Jean Baudrillard par Marc Guillaume
Mes amis
Nous sommes la communauté des amis de Jean Baudrillard.
Quand Jean donnait son amitié, c’était pour la vie.
Fidélité absolue, quelles que soient nos faiblesses, nos limites.
Fidélité qui laissait toute liberté. Ceux qui ne voyaient pas Jean souvent restaient néanmoins ses amis.
Ces liens d’amitié, de formes diverses, étaient parcourus par des courants singuliers et subtils, des courants qui résistent à l’usure du temps : les courants de la séduction.
La séduction s’ajoute à l’amitié, et en même temps elle l’allège : elle l’allège des échanges convenus et des manques. Nous, les amis de Jean, nous étions saisis par la grâce et la puissance de son écriture, de sa pensée. Il nous accueillait, nous partagions la joie d’être ensemble et, en même temps, nous comprenions que nous ne lui manquions pas…
Cette expérience commune, commune et singulière, nous a donc aidés à nous délivrer du manque, dans ses rapports avec lui et avec ceux que nous aimons.
Il n’y aura pas de deuil, pas de travail du deuil, nous resterons dans la séduction avec la chance de pouvoir lire et relire une œuvre immense.
Douleur certes, mais pas douleur de la séparation. Au contraire. Maintenant, Jean, tu es trop proche puisque tu n’es plus, tu n’es plus qu’en nous. Soudain, plus d’horizons, on a perdu un monde.

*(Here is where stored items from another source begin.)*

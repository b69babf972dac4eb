use serde::Serialize;

use crate::config::AppRunConfig;
use crate::orchestration::SpawnResult;

/// Lifecycle state of an app run. Moves only forward:
/// `created -> running -> stopped`.
#[derive(Clone, Copy, Debug, PartialEq, Eq, Serialize)]
#[serde(rename_all = "lowercase")]
pub enum AppRunState {
    Created,
    Running,
    Stopped,
}

/// Snapshot of one app run. Callers always receive clones; the live record
/// stays inside [`super::RunRegistry`].
#[derive(Clone, Debug, PartialEq, Eq, Serialize)]
#[serde(rename_all = "camelCase")]
pub struct AppRun {
    pub run_id: String,
    pub session_key: String,
    pub agent_id: String,
    pub created_at: i64,
    #[serde(skip_serializing_if = "Option::is_none")]
    pub started_at: Option<i64>,
    #[serde(skip_serializing_if = "Option::is_none")]
    pub stopped_at: Option<i64>,
    pub state: AppRunState,
    /// Configuration as it was when the run was created.
    pub config: AppRunConfig,
    pub sandboxed: bool,
    pub tool_names: Vec<String>,
    pub active_subagents: usize,
    #[serde(skip_serializing_if = "Option::is_none")]
    pub last_spawn: Option<SpawnResult>,
}

/// Parameters for [`super::RunRegistry::create`]. Blank values count as
/// absent.
#[derive(Clone, Debug, Default)]
pub struct CreateRunParams {
    pub run_id: Option<String>,
    pub session_key: Option<String>,
    pub agent_id: Option<String>,
    pub workspace_dir: Option<std::path::PathBuf>,
}
//! Mutations over the `[secrets]` section of a configuration.
//!
//! Every mutation emits one audit line on the `audit` tracing target. Secret
//! values never appear in logs or in [`list`] output.

use serde::Serialize;

use super::{DEFAULT_SECRET_TARGETS, SecretEntry, SecretScope, SecretTarget, SecretsConfig};
use crate::error::SecretsError;

/// What `secrets list` reports for one entry.
#[derive(Clone, Debug, PartialEq, Eq, Serialize)]
#[serde(rename_all = "camelCase")]
pub struct SecretSummary {
    pub key: String,
    pub scope: SecretScope,
    #[serde(skip_serializing_if = "Option::is_none")]
    pub agent_id: Option<String>,
    pub targets: Vec<SecretTarget>,
    pub allow_host_exec: bool,
    pub has_value: bool,
}

fn summarize(key: &str, entry: &SecretEntry, scope: SecretScope, agent_id: Option<&str>) -> SecretSummary {
    SecretSummary {
        key: key.to_string(),
        scope,
        agent_id: agent_id.map(str::to_string),
        targets: entry.effective_targets(),
        allow_host_exec: entry.allows_host_exec(),
        has_value: entry.trimmed_value().is_some(),
    }
}

fn clean_agent_id(agent_id: Option<&str>) -> Option<&str> {
    agent_id.map(str::trim).filter(|id| !id.is_empty())
}

/// App-scope entries, followed by the given agent's entries when an agent
/// id is supplied.
pub fn list(secrets: &SecretsConfig, agent_id: Option<&str>) -> Vec<SecretSummary> {
    let mut out: Vec<SecretSummary> = secrets
        .app
        .iter()
        .map(|(key, entry)| summarize(key, entry, SecretScope::App, None))
        .collect();

    if let Some(agent_id) = clean_agent_id(agent_id) {
        if let Some(entries) = secrets.agents.get(agent_id) {
            out.extend(
                entries
                    .iter()
                    .map(|(key, entry)| summarize(key, entry, SecretScope::Agent, Some(agent_id))),
            );
        }
    }
    out
}

/// Parameters for [`set`].
#[derive(Clone, Debug, Default)]
pub struct SetSecret {
    pub scope: SecretScope,
    pub agent_id: Option<String>,
    pub key: String,
    pub value: String,
    pub targets: Vec<SecretTarget>,
    pub allow_host_exec: bool,
}

/// Insert or replace a secret.
pub fn set(secrets: &mut SecretsConfig, params: SetSecret) -> Result<(), SecretsError> {
    let key = params.key.trim();
    if key.is_empty() {
        return Err(SecretsError::MissingKey);
    }
    let value = params.value.trim();
    if value.is_empty() {
        return Err(SecretsError::MissingValue);
    }
    let agent_id = clean_agent_id(params.agent_id.as_deref());
    if params.scope == SecretScope::Agent && agent_id.is_none() {
        return Err(SecretsError::MissingAgentId);
    }

    let mut targets: Vec<SecretTarget> = Vec::new();
    for target in params.targets {
        if target != SecretTarget::Unknown && !targets.contains(&target) {
            targets.push(target);
        }
    }
    if targets.is_empty() {
        targets = DEFAULT_SECRET_TARGETS.to_vec();
    }

    let entry = SecretEntry {
        value: Some(value.to_string()),
        targets: Some(targets),
        allow_host_exec: Some(params.allow_host_exec),
    };

    match (params.scope, agent_id) {
        (SecretScope::Agent, Some(agent_id)) => {
            secrets
                .agents
                .entry(agent_id.to_string())
                .or_default()
                .insert(key.to_string(), entry);
        }
        _ => {
            secrets.app.insert(key.to_string(), entry);
        }
    }

    tracing::info!(
        target: "audit",
        scope = %params.scope,
        agent = agent_id.unwrap_or(""),
        key,
        "secrets set"
    );
    Ok(())
}

/// Remove a secret. Removing a missing key is a no-op; returns whether
/// anything was removed.
pub fn delete(
    secrets: &mut SecretsConfig,
    scope: SecretScope,
    agent_id: Option<&str>,
    key: &str,
) -> bool {
    let key = key.trim();
    let agent_id = clean_agent_id(agent_id);
    let removed = match (scope, agent_id) {
        (SecretScope::App, _) => secrets.app.remove(key).is_some(),
        (SecretScope::Agent, Some(agent_id)) => secrets
            .agents
            .get_mut(agent_id)
            .is_some_and(|entries| entries.remove(key).is_some()),
        (SecretScope::Agent, None) => false,
    };

    tracing::info!(
        target: "audit",
        scope = %scope,
        agent = agent_id.unwrap_or(""),
        key,
        removed,
        "secrets delete"
    );
    removed
}

/// Enable or disable one target on an existing secret.
pub fn assign(
    secrets: &mut SecretsConfig,
    scope: SecretScope,
    agent_id: Option<&str>,
    key: &str,
    target: SecretTarget,
    enabled: bool,
) -> Result<(), SecretsError> {
    if target == SecretTarget::Unknown {
        return Err(SecretsError::InvalidTarget(target.to_string()));
    }
    let key = key.trim();
    let agent_id = clean_agent_id(agent_id);
    let holder = match (scope, agent_id) {
        (SecretScope::App, _) => Some(&mut secrets.app),
        (SecretScope::Agent, Some(agent_id)) => secrets.agents.get_mut(agent_id),
        (SecretScope::Agent, None) => None,
    };
    let entry = holder
        .and_then(|entries| entries.get_mut(key))
        .filter(|entry| entry.trimmed_value().is_some())
        .ok_or(SecretsError::NotFound)?;

    let mut targets = entry.effective_targets();
    if enabled {
        if !targets.contains(&target) {
            targets.push(target);
        }
    } else {
        targets.retain(|t| *t != target);
    }
    entry.targets = Some(targets);

    tracing::info!(
        target: "audit",
        scope = %scope,
        agent = agent_id.unwrap_or(""),
        key,
        secret_target = %target,
        enabled,
        "secrets assign"
    );
    Ok(())
}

Lost in translation. C’est l’intelligence de l’autre qui disparaît. Tu disais souvent : il n’est d’intelligence que de l’autre. Et quel autre tu étais ! Nous parlerons de toi, nous ne parlerons plus à toi, les événements singuliers du monde ne seront plus éclairés par ta lucidité, par ton intelligence du Mal. Et nous n’entendrons plus le rire qui accompagnait, soutenait si souvent ta parole.
C’est pourquoi la communauté de tes amis, la communauté réduite au partage des éclats de ta pensée, consolidée par ta disparition même, est précieuse.
C’est pourquoi je m’adresse à toi, Marine. À Jean, qui est en nous maintenant, mais aussi à toi.
À toi qui as été, en tissant amour et séduction, la plus proche de l’irréductible altérité de Jean, de son irréductible légèreté, disais-tu. À toi, à qui il avait confié le soin, nous pouvons même dire l’art, de sa disparition. Tu as été à la hauteur de sa confiance avec une force et un courage infinis.
La communauté qui t’entoure sera aussi fidèle que Jean l’était avec nous, fidèle avec tendresse et légèreté.
La photographie comme pratique philosophique, par Françoise Gaillard
Certains auteurs de contes pour enfants ont exploité le soupçon d’une existence autonome et séparée des choses. Jean Baudrillard a donné à ce soupçon la forme d’un questionnement philosophique : « N’avons-nous pas le phantasme profond, depuis toujours, d’un monde qui fonctionnerait sans nous ? » Et c’est ce monde qu’il a voulu photographier. Ce monde qui ne nous suppose pas. Ce monde où nous ne sommes pas. Aussi a-t-il choisi ces moments où les choses s’imposent à nous dans leur pure évidence. Ces moments où les choses semblent exister pour elles-mêmes, indifférentes à notre regard. Ces moments où elles se ne laissent prendre que par surprise. Et pour les rendre à ce pur « être là » qui est leur vérité, il a arraché les choses à toutes les qualités dont notre subjectivité les recouvre.
Cela explique l’étrangeté formelle de ses photographies. Si l’on y prête attention, on s’aperçoit que celle-ci provient surtout de leur éclairage et de leur jeu d’ombre si peu réalistes. De l’effacement du sujet photographiant aussi. Voilà pourquoi, en feuilletant les livres de photos de Jean Baudrillard, on est tout d’abord déconcerté. On n’y trouve ni de scènes vraies, ni, comme il l’a dit lui-même, de « scènes qui portent témoignages », ni de scènes belles, si ce n’est malgré le photographe. En un mot, on n’y trouve aucune scène dont la vérité, la morale ou l’esthétique soient le propos. Les photographies de Jean Baudrillard s’amusent à lancer à tous les critères ou à toutes les catégorisations le défi de leur existence singulière.
De là vient la difficulté à les classer, à les commenter. Que dire d’elles ? Elles ne sont ni véritablement pittoresques, ni véritablement belles. Elles sont plus que cela. Elles sont mieux que cela. Elles sont autant de traces fugaces d’un jeu de séduction entre le monde et le photographe, lequel se trouve être aussi un philosophe qui poursuit la pratique de la philosophie caméra au poing.
1. Les quelques citations retenues sont extraites de Car l’illusion ne s’oppose pas à la réalité, Descartes & Cie, 1998.